Exercise requirements:
Of the entries below, return exactly those lines that fall between the one containing "or exceeded its" and the one containing "async fn probe(&self, role: ToolRole, program: &Path)", the two end lines included.
[[ Data extract, beginning ]]
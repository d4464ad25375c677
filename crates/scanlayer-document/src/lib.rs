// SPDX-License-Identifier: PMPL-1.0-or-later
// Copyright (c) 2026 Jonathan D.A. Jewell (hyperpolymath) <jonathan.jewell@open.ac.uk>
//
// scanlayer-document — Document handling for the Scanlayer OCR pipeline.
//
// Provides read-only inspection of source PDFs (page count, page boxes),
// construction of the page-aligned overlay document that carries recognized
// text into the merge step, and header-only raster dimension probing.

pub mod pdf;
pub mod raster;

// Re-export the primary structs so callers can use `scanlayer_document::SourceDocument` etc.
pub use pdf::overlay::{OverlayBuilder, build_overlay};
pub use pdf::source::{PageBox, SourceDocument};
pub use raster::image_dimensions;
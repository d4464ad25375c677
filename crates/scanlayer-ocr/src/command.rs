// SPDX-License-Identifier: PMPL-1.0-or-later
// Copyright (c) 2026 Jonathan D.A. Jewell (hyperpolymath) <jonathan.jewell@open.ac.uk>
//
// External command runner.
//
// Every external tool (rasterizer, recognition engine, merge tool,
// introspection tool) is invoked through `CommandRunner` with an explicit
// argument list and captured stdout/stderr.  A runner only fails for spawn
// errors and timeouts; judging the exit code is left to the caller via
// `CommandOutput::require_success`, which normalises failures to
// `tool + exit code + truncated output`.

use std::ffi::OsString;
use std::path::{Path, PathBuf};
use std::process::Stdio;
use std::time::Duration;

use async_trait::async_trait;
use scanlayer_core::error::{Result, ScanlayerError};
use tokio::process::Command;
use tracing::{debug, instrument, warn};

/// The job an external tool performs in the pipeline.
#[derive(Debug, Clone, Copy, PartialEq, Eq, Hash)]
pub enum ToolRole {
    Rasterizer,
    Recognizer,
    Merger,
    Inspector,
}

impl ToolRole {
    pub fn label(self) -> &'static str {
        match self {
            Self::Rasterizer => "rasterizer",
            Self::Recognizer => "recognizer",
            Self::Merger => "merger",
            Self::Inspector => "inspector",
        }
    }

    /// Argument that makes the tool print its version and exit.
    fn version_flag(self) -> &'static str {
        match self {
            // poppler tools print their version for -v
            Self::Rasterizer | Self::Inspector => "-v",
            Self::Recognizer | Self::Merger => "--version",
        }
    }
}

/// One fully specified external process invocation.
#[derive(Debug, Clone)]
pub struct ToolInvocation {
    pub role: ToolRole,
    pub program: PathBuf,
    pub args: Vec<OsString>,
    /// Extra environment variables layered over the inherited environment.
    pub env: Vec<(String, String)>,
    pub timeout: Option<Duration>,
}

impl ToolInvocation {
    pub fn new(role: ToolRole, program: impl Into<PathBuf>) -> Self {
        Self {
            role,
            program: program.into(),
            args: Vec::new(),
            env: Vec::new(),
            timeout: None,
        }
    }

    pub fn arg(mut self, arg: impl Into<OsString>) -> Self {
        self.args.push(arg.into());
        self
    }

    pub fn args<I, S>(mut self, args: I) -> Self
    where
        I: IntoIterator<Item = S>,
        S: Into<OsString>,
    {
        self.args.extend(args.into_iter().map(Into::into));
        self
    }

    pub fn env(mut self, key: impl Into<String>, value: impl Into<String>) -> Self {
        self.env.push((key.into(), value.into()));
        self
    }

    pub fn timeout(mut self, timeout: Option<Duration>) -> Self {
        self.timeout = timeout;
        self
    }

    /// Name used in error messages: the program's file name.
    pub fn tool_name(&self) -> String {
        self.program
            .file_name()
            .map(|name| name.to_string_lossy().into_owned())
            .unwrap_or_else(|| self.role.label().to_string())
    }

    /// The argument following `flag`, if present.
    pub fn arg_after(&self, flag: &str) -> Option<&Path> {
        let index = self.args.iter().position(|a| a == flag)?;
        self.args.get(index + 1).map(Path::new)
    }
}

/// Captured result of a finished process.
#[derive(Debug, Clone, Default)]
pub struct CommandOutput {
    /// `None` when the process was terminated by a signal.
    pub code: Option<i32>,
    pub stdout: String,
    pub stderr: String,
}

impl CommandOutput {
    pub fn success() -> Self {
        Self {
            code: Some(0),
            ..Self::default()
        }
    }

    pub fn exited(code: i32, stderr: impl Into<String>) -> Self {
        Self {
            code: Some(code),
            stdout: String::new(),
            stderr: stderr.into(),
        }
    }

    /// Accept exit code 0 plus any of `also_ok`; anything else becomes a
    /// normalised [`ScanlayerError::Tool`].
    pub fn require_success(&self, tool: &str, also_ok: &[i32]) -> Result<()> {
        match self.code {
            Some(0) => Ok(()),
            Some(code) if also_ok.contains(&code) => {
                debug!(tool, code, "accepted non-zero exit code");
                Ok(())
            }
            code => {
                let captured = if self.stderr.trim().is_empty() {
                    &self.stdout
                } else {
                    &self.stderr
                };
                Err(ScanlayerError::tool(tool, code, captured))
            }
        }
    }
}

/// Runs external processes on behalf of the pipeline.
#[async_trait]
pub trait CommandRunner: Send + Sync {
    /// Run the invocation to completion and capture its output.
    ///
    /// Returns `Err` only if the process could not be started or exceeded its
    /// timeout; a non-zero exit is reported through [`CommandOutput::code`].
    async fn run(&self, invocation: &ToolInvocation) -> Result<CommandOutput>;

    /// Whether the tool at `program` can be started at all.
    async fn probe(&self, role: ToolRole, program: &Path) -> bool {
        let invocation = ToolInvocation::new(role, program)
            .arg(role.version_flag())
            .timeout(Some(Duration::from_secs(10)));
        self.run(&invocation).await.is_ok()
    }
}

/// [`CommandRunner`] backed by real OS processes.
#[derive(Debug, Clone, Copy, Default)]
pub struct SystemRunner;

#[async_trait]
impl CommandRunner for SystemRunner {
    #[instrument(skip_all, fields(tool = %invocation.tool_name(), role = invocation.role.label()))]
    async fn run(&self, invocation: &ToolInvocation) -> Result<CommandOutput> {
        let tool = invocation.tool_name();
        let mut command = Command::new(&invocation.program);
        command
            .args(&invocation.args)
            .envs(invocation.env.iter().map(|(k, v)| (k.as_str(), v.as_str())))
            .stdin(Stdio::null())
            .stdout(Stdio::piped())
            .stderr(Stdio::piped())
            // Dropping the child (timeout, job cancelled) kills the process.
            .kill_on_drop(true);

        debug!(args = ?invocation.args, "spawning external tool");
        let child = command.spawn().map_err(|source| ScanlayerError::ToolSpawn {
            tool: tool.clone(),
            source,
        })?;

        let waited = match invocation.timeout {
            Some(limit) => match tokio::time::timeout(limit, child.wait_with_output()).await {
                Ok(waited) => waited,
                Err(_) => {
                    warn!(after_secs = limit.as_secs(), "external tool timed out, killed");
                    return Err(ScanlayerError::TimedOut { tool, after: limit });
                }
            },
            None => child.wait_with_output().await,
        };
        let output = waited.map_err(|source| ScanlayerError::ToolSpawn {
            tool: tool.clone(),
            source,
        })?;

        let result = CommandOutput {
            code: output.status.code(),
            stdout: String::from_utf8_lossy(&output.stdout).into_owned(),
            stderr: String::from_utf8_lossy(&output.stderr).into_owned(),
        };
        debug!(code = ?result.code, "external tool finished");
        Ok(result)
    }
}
[[ Data extract, end ]]
Answer space:
    /// Returns `Err` only if the process could not be started or exceeded its
    /// timeout; a non-zero exit is reported through [`CommandOutput::code`].
    async fn run(&self, invocation: &ToolInvocation) -> Result<CommandOutput>;

    /// Whether the tool at `program` can be started at all.
    async fn probe(&self, role: ToolRole, program: &Path) -> bool {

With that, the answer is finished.